▶ **Data records**
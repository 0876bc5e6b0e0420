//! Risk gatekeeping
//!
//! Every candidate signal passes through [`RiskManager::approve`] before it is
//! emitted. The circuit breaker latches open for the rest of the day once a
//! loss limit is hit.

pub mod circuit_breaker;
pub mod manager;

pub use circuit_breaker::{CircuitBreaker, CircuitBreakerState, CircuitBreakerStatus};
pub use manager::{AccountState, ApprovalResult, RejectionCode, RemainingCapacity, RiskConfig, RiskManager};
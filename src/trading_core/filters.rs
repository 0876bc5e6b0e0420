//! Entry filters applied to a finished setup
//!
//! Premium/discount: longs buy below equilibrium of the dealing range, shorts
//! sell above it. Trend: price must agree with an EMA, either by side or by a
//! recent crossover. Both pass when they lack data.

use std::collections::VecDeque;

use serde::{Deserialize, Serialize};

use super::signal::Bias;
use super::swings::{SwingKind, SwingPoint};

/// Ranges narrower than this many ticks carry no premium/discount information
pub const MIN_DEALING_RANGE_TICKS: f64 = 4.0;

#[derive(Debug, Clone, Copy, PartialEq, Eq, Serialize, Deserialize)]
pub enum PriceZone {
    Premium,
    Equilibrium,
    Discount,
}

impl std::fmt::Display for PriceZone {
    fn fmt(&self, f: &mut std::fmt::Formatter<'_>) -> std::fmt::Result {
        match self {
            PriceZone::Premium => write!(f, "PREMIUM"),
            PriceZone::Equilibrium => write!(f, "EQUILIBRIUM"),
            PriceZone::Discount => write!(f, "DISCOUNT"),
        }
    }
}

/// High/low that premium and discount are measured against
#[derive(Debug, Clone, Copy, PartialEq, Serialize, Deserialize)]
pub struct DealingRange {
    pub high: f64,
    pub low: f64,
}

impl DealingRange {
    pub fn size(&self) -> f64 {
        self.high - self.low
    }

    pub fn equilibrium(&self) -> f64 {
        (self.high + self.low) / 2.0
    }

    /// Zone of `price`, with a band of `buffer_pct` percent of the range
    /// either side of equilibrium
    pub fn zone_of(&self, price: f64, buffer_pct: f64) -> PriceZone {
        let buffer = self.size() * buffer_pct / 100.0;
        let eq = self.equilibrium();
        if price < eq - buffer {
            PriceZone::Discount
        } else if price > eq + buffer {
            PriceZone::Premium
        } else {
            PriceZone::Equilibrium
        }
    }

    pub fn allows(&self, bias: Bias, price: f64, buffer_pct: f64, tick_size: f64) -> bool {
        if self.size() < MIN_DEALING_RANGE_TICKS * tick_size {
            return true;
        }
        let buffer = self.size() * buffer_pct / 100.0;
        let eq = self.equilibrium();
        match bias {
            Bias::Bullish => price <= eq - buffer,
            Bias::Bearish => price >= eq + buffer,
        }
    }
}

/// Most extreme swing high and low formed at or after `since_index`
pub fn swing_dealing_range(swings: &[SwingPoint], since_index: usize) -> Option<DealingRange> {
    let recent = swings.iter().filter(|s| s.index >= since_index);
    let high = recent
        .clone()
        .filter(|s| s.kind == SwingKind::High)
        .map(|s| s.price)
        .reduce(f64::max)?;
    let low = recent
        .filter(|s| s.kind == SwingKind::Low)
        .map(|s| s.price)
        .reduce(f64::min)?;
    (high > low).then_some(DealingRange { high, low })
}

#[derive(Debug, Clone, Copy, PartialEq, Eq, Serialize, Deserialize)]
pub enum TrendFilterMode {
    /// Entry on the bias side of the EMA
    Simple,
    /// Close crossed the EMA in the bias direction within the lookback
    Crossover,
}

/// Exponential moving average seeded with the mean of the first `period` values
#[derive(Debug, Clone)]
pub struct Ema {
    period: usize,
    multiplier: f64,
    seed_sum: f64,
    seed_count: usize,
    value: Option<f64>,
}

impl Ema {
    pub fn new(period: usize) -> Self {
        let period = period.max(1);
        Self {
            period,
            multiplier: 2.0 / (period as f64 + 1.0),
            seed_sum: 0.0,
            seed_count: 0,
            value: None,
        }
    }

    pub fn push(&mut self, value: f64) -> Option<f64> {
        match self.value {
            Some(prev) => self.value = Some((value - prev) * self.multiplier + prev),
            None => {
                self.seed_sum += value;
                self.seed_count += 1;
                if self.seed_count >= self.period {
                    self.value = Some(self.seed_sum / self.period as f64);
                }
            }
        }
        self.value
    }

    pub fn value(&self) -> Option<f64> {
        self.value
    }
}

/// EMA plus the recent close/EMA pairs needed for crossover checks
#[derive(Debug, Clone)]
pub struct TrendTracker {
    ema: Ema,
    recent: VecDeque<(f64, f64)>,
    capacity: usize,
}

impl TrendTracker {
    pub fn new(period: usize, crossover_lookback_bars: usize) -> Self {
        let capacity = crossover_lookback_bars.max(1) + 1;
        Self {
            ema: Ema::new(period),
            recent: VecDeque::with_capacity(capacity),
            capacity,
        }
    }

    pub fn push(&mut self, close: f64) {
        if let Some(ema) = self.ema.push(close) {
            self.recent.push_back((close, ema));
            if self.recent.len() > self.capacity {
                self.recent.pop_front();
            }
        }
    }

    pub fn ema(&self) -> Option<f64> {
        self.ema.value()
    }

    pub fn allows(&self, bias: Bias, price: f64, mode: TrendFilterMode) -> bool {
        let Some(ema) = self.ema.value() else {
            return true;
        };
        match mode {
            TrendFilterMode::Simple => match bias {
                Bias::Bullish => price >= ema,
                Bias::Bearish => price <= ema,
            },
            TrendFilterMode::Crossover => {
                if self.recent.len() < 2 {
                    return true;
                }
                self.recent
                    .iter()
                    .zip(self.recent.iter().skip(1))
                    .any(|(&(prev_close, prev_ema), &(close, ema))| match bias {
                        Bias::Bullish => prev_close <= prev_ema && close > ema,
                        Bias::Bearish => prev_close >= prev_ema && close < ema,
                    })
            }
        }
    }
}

▶ **Problem to solve**
Restate each line above word for word.

▶ **Exercise output**
repository 0876bc5e6b0e0420
//! Risk gatekeeping
//!
//! Every candidate signal passes through [`RiskManager::approve`] before it is
//! emitted. The circuit breaker latches open for the rest of the day once a
//! loss limit is hit.

pub mod circuit_breaker;
pub mod manager;

pub use circuit_breaker::{CircuitBreaker, CircuitBreakerState, CircuitBreakerStatus};
pub use manager::{AccountState, ApprovalResult, RejectionCode, RemainingCapacity, RiskConfig, RiskManager};
filename src/trading_core/filters.rs
repository 0876bc5e6b0e0420
//! Entry filters applied to a finished setup
//!
//! Premium/discount: longs buy below equilibrium of the dealing range, shorts
//! sell above it. Trend: price must agree with an EMA, either by side or by a
//! recent crossover. Both pass when they lack data.

use std::collections::VecDeque;

use serde::{Deserialize, Serialize};

use super::signal::Bias;
use super::swings::{SwingKind, SwingPoint};

/// Ranges narrower than this many ticks carry no premium/discount information
pub const MIN_DEALING_RANGE_TICKS: f64 = 4.0;

#[derive(Debug, Clone, Copy, PartialEq, Eq, Serialize, Deserialize)]
pub enum PriceZone {
    Premium,
    Equilibrium,
    Discount,
}

impl std::fmt::Display for PriceZone {
    fn fmt(&self, f: &mut std::fmt::Formatter<'_>) -> std::fmt::Result {
        match self {
            PriceZone::Premium => write!(f, "PREMIUM"),
            PriceZone::Equilibrium => write!(f, "EQUILIBRIUM"),
            PriceZone::Discount => write!(f, "DISCOUNT"),
        }
    }
}

/// High/low that premium and discount are measured against
#[derive(Debug, Clone, Copy, PartialEq, Serialize, Deserialize)]
pub struct DealingRange {
    pub high: f64,
    pub low: f64,
}

impl DealingRange {
    pub fn size(&self) -> f64 {
        self.high - self.low
    }

    pub fn equilibrium(&self) -> f64 {
        (self.high + self.low) / 2.0
    }

    /// Zone of `price`, with a band of `buffer_pct` percent of the range
    /// either side of equilibrium
    pub fn zone_of(&self, price: f64, buffer_pct: f64) -> PriceZone {
        let buffer = self.size() * buffer_pct / 100.0;
        let eq = self.equilibrium();
        if price < eq - buffer {
            PriceZone::Discount
        } else if price > eq + buffer {
            PriceZone::Premium
        } else {
            PriceZone::Equilibrium
        }
    }

    pub fn allows(&self, bias: Bias, price: f64, buffer_pct: f64, tick_size: f64) -> bool {
        if self.size() < MIN_DEALING_RANGE_TICKS * tick_size {
            return true;
        }
        let buffer = self.size() * buffer_pct / 100.0;
        let eq = self.equilibrium();
        match bias {
            Bias::Bullish => price <= eq - buffer,
            Bias::Bearish => price >= eq + buffer,
        }
    }
}

/// Most extreme swing high and low formed at or after `since_index`
pub fn swing_dealing_range(swings: &[SwingPoint], since_index: usize) -> Option<DealingRange> {
    let recent = swings.iter().filter(|s| s.index >= since_index);
    let high = recent
        .clone()
        .filter(|s| s.kind == SwingKind::High)
        .map(|s| s.price)
        .reduce(f64::max)?;
    let low = recent
        .filter(|s| s.kind == SwingKind::Low)
        .map(|s| s.price)
        .reduce(f64::min)?;
    (high > low).then_some(DealingRange { high, low })
}

#[derive(Debug, Clone, Copy, PartialEq, Eq, Serialize, Deserialize)]
pub enum TrendFilterMode {
    /// Entry on the bias side of the EMA
    Simple,
    /// Close crossed the EMA in the bias direction within the lookback
    Crossover,
}

/// Exponential moving average seeded with the mean of the first `period` values
#[derive(Debug, Clone)]
pub struct Ema {
    period: usize,
    multiplier: f64,
    seed_sum: f64,
    seed_count: usize,
    value: Option<f64>,
}

impl Ema {
    pub fn new(period: usize) -> Self {
        let period = period.max(1);
        Self {
            period,
            multiplier: 2.0 / (period as f64 + 1.0),
            seed_sum: 0.0,
            seed_count: 0,
            value: None,
        }
    }

    pub fn push(&mut self, value: f64) -> Option<f64> {
        match self.value {
            Some(prev) => self.value = Some((value - prev) * self.multiplier + prev),
            None => {
                self.seed_sum += value;
                self.seed_count += 1;
                if self.seed_count >= self.period {
                    self.value = Some(self.seed_sum / self.period as f64);
                }
            }
        }
        self.value
    }

    pub fn value(&self) -> Option<f64> {
        self.value
    }
}

/// EMA plus the recent close/EMA pairs needed for crossover checks
#[derive(Debug, Clone)]
pub struct TrendTracker {
    ema: Ema,
    recent: VecDeque<(f64, f64)>,
    capacity: usize,
}

impl TrendTracker {
    pub fn new(period: usize, crossover_lookback_bars: usize) -> Self {
        let capacity = crossover_lookback_bars.max(1) + 1;
        Self {
            ema: Ema::new(period),
            recent: VecDeque::with_capacity(capacity),
            capacity,
        }
    }

    pub fn push(&mut self, close: f64) {
        if let Some(ema) = self.ema.push(close) {
            self.recent.push_back((close, ema));
            if self.recent.len() > self.capacity {
                self.recent.pop_front();
            }
        }
    }

    pub fn ema(&self) -> Option<f64> {
        self.ema.value()
    }

    pub fn allows(&self, bias: Bias, price: f64, mode: TrendFilterMode) -> bool {
        let Some(ema) = self.ema.value() else {
            return true;
        };
        match mode {
            TrendFilterMode::Simple => match bias {
                Bias::Bullish => price >= ema,
                Bias::Bearish => price <= ema,
            },
            TrendFilterMode::Crossover => {
                if self.recent.len() < 2 {
                    return true;
                }
                self.recent
                    .iter()
                    .zip(self.recent.iter().skip(1))
                    .any(|(&(prev_close, prev_ema), &(close, ema))| match bias {
                        Bias::Bullish => prev_close <= prev_ema && close > ema,
                        Bias::Bearish => prev_close >= prev_ema && close < ema,
                    })
            }
        }
    }
}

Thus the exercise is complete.